* _Exercise objective_
Each line of the listing that includes the string "DriverNotFound" is to be identified and copied.
---
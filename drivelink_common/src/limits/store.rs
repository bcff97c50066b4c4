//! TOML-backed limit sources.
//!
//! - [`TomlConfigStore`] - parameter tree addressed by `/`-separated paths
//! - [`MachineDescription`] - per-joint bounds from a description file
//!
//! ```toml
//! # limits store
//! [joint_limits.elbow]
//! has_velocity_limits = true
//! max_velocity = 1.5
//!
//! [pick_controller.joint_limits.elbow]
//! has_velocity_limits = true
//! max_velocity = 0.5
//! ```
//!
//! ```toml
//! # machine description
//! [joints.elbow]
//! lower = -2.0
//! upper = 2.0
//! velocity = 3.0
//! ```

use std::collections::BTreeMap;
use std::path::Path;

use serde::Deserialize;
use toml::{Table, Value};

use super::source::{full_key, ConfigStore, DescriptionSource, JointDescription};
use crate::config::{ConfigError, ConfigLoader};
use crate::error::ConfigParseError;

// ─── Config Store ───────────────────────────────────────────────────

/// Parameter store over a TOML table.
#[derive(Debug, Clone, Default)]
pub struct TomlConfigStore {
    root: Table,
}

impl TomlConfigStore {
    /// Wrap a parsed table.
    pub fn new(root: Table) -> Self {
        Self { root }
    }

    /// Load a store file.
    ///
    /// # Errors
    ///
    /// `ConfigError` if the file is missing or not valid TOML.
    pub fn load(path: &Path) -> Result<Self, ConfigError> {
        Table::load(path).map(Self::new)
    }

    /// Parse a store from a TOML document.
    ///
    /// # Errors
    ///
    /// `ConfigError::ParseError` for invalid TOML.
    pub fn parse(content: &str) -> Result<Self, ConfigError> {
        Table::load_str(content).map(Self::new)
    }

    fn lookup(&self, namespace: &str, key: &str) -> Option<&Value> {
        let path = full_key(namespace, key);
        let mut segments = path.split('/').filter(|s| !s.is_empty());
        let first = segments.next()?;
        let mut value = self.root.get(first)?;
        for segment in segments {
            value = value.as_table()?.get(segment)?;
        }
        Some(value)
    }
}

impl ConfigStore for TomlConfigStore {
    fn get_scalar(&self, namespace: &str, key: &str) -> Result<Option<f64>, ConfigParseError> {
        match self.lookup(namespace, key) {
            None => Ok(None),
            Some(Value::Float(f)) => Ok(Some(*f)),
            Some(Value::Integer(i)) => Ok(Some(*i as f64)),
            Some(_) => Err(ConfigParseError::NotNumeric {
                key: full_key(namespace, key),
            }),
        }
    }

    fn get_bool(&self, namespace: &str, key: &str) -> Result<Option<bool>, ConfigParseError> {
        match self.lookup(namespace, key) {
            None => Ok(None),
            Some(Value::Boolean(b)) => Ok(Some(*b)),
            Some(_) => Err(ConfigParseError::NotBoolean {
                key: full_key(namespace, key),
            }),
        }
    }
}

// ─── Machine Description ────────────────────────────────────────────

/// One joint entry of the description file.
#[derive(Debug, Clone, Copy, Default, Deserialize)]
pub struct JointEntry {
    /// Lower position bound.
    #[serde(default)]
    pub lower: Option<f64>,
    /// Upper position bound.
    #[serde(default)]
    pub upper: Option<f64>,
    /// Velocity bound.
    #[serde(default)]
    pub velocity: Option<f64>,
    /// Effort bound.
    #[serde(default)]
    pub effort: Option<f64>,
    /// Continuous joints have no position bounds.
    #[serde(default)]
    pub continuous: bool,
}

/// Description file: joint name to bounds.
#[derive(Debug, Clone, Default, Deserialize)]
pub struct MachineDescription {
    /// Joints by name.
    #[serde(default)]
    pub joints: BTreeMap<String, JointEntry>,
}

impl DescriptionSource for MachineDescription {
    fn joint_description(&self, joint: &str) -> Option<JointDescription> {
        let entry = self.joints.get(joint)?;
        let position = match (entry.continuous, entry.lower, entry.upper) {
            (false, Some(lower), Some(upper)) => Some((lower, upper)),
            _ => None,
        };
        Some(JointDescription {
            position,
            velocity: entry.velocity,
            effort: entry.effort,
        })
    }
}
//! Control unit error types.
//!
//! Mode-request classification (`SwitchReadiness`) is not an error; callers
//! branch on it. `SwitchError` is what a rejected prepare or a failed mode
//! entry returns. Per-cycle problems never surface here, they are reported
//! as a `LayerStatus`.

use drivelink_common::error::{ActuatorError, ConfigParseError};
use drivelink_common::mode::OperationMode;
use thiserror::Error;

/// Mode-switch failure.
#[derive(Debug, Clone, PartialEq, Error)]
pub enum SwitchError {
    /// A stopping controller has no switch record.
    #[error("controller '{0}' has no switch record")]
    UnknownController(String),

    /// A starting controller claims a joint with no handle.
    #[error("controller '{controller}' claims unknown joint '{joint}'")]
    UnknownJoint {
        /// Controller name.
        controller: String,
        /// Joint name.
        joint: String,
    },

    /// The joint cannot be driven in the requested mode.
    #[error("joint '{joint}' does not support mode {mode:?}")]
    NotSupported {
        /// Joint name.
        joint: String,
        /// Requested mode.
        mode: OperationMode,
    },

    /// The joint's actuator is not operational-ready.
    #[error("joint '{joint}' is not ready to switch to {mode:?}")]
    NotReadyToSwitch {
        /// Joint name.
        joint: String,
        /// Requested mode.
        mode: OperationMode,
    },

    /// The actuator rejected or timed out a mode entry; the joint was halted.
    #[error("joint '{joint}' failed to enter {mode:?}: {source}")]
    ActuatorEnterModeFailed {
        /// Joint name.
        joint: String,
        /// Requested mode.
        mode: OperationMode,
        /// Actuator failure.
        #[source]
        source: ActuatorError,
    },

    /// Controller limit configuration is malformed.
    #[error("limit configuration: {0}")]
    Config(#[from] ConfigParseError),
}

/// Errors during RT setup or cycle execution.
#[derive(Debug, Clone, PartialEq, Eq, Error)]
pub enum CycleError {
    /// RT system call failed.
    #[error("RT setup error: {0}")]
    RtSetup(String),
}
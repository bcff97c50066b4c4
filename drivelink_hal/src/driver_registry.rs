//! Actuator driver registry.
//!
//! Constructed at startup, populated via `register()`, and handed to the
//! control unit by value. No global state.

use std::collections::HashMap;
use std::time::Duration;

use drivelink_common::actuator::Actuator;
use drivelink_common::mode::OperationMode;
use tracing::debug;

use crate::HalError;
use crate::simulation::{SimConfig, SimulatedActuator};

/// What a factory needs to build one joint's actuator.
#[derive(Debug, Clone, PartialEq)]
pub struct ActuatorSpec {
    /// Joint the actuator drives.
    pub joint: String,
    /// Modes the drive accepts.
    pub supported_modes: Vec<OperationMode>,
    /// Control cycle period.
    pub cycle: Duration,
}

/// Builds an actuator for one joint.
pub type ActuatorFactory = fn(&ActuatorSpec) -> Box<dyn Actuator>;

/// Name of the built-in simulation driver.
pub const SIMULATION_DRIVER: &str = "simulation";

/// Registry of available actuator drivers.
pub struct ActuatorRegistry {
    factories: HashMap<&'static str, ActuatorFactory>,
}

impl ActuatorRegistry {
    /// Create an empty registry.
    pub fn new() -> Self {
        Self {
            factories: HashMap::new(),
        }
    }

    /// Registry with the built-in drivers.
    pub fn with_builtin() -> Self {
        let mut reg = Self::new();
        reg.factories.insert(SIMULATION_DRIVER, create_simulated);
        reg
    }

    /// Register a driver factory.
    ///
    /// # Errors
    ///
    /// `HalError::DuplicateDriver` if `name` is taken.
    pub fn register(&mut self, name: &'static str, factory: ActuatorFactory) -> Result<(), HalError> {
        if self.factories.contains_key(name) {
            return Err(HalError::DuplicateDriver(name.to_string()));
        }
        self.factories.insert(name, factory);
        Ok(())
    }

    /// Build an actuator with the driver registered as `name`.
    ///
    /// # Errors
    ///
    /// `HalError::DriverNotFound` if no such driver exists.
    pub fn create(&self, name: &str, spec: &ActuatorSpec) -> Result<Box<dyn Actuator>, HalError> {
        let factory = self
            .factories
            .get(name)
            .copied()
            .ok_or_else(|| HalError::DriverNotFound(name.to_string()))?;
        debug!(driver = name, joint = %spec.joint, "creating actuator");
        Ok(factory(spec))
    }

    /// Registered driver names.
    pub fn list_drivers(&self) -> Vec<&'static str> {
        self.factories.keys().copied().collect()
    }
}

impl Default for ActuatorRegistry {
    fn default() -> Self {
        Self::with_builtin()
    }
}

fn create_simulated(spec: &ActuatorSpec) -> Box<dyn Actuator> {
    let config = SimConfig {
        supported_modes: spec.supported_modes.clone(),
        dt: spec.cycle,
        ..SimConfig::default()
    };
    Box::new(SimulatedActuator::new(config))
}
---
* _Finished exercise_
    /// `HalError::DriverNotFound` if no such driver exists.
            .ok_or_else(|| HalError::DriverNotFound(name.to_string()))?;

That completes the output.